Vieja
Elvira Navarro
Se miró al espejo tras la operación de cataratas y descubrió que se había vuelto vieja. Nunca se había visto las arrugas, miles, que surcaban su rostro, como si de un día para otro hubieran pasado veinte años por su cuerpo. Y al contemplar la piel ajada, quebrada, destruida, de súbito comprendió lo que significaba la pérdida de memoria que según el médico le había producido la diabetes, así como la diabetes misma. Hasta ese momento, el no acordarse de las tardes pasadas con su amiga Marisa le parecía una anécdota casi exótica con la que sus hijas la hacían enfadar. Todo ese tiempo había sospechado que los que no acababan de estar bien de la cabeza eran los demás, en especial Marisa, sus propias hijas y el médico, de cuyo diagnóstico de diabetes también sospechaba. No es que ella negara estar enferma, sino que le parecía que el doctor no acertaba con el diagnóstico por razones que no tenían que ver con la medicina, sino con la idea que se había hecho sobre ella. Al igual que el médico, la gente estaba también equivocada y se empeñaba en colgarle sambenitos.
Pero ahora, al fin sola en casa, con los ojos casi recuperados de la operación, se daba cuenta de que durante todo ese largo tiempo, un tiempo de años, eran los otros quienes habían tenido razón. De repente comprendía; la información se reacomodaba en su cerebro en función del rostro, de sus cientos de arrugas finísimas de mujer vieja. Vieja sin ninguna duda. Cobraba sentido la diabetes, y el que hubiera tenido pérdidas de memoria iguales a las que había sufrido su tía, a la que ella siempre engañaba cuando niña. ¿No te acuerdas de que ha estallado una bomba en el edificio de en frente?, le decía ladina, encantada de ver a la pobre mujer asomada a la ventana y buscando en vano las imágenes de la tragedia, dudando no de las palabras de su sobrina, sino de sus propios sentidos. A pesar de que su tía había sido gorda y bajita, y de que ella era alta y seca, de gatunos ojos azules que nada tenían que ver con el marrón vulgar, ojeroso desde joven, de la hermana de su padre, sus arrugas, pensó, eran exactamente las mismas.
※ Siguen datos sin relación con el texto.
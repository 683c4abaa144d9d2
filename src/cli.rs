//! Interface de linha de comando do lessonforge baseada em clap.
//!
//! Define a struct [`Cli`] com subcomandos [`Command`] (worker, enqueue,
//! status, metrics, sweep) e flags globais (--config, --verbose,
//! --json-logs, --database-url).

use std::path::PathBuf;

use clap::{ArgGroup, Parser, Subcommand};

/// lessonforge: fila durável de jobs e motor de workflows para conteúdo de
/// aprendizagem gerado por IA.
#[derive(Debug, Parser)]
#[command(name = "lessonforge", version, about)]
pub struct Cli {
    #[command(subcommand)]
    pub command: Command,

    /// Caminho do arquivo de configuração (padrão: ./lessonforge.toml).
    #[arg(long, global = true)]
    pub config: Option<PathBuf>,

    /// Habilita saída detalhada (verbose).
    #[arg(long, short, global = true, default_value_t = false)]
    pub verbose: bool,

    /// Emite logs em JSON estruturado.
    #[arg(long, global = true, default_value_t = false)]
    pub json_logs: bool,

    /// URL do banco SQLite; sobrepõe o arquivo de configuração.
    #[arg(long, global = true)]
    pub database_url: Option<String>,
}

#[derive(Debug, Subcommand)]
pub enum Command {
    /// Executa o pool de workers até Ctrl-C.
    Worker {
        /// Intervalo entre consultas à fila vazia.
        #[arg(long)]
        poll_interval_ms: Option<u64>,

        /// Número máximo de execuções por job.
        #[arg(long)]
        max_attempts: Option<u32>,

        /// Número de workers concorrentes.
        #[arg(long)]
        workers: Option<usize>,
    },

    /// Cria um job e imprime seu id.
    #[command(group(ArgGroup::new("payload").required(true).args(["input", "input_file"])))]
    Enqueue {
        /// Tipo de workflow (syllabus_generation, lesson_content, ...).
        kind: String,

        /// Entrada do job como objeto JSON.
        #[arg(long)]
        input: Option<String>,

        /// Arquivo contendo a entrada do job em JSON.
        #[arg(long)]
        input_file: Option<PathBuf>,

        /// Usuário dono do job.
        #[arg(long)]
        user: Option<String>,

        /// Aguarda o job terminar, mostrando um spinner.
        #[arg(long, default_value_t = false)]
        wait: bool,
    },

    /// Mostra o status de um job em JSON.
    Status {
        /// Id do job.
        job_id: String,

        /// Acompanha o job até um estado terminal.
        #[arg(long, default_value_t = false)]
        watch: bool,
    },

    /// Mostra as métricas da fila em JSON.
    Metrics {
        /// Janela considerada para jobs concluídos e falhos.
        #[arg(long, default_value_t = 24)]
        window_hours: u32,
    },

    /// Devolve à fila jobs com lease expirado, uma única vez.
    Sweep,
}

#[cfg(test)]
mod tests {
    use super::*;
    use clap::CommandFactory;

    #[test]
    fn cli_parses_enqueue_subcommand() {
        let cli = Cli::parse_from([
            "lessonforge",
            "enqueue",
            "syllabus_generation",
            "--input",
            r#"{"topic": "Graph Theory"}"#,
            "--user",
            "u-1",
            "--wait",
        ]);
        match cli.command {
            Command::Enqueue {
                kind,
                input,
                input_file,
                user,
                wait,
            } => {
                assert_eq!(kind, "syllabus_generation");
                assert_eq!(input.unwrap(), r#"{"topic": "Graph Theory"}"#);
                assert!(input_file.is_none());
                assert_eq!(user.as_deref(), Some("u-1"));
                assert!(wait);
            }
            _ => panic!("expected Enqueue command"),
        }
    }

    #[test]
    fn enqueue_requires_exactly_one_payload() {
        assert!(Cli::try_parse_from(["lessonforge", "enqueue", "lesson_content"]).is_err());
        assert!(
            Cli::try_parse_from([
                "lessonforge",
                "enqueue",
                "lesson_content",
                "--input",
                "{}",
                "--input-file",
                "job.json",
            ])
            .is_err()
        );
    }

    #[test]
    fn cli_parses_global_flags() {
        let cli = Cli::parse_from([
            "lessonforge",
            "--config",
            "custom.toml",
            "--database-url",
            "sqlite::memory:",
            "--json-logs",
            "--verbose",
            "sweep",
        ]);
        assert!(cli.verbose);
        assert!(cli.json_logs);
        assert_eq!(cli.config, Some(PathBuf::from("custom.toml")));
        assert_eq!(cli.database_url.as_deref(), Some("sqlite::memory:"));
        assert!(matches!(cli.command, Command::Sweep));
    }

    #[test]
    fn cli_parses_worker_overrides() {
        let cli = Cli::parse_from(["lessonforge", "worker", "--workers", "2", "--max-attempts", "5"]);
        match cli.command {
            Command::Worker {
                poll_interval_ms,
                max_attempts,
                workers,
            } => {
                assert!(poll_interval_ms.is_none());
                assert_eq!(max_attempts, Some(5));
                assert_eq!(workers, Some(2));
            }
            _ => panic!("expected Worker command"),
        }
    }

    #[test]
    fn metrics_window_defaults_to_a_day() {
        let cli = Cli::parse_from(["lessonforge", "metrics"]);
        assert!(matches!(cli.command, Command::Metrics { window_hours: 24 }));
    }

    #[test]
    fn cli_verify() {
        Cli::command().debug_assert();
    }
}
Se había ajado por los mismos lugares, y al parecer también su cerebro se resquebrajaba a ese compás. Cualquiera de sus nietas podía contarle algo sobre sí misma o sobre el mundo que fuera un cuento, y ella dudaría irremediablemente de sus armas para hacer frente a la mentira. Las miraría con pasmo y miedo, también con vergüenza por la mengua de sus facultades, y además se disolvería su capacidad para valorar esta pérdida conforme la enfermedad avanzara y ella perdiera los referentes, su propia vida. ¿Cómo acabó su tía? De eso no se acuerda, o más bien no quiere acordarse. La encontraron muerta, pero sabe que hasta ese día pasaron unos cuantos años y bastantes bromas suyas más hasta que dejó de tener sentido hacérselas.
¿Podía haber algo bueno en esa disolución de sí misma, algún tipo de rendición que la reconfortara?
Trató de descansar. No pudo. Algo la reconcomía, algo urgente, pero no recordaba qué.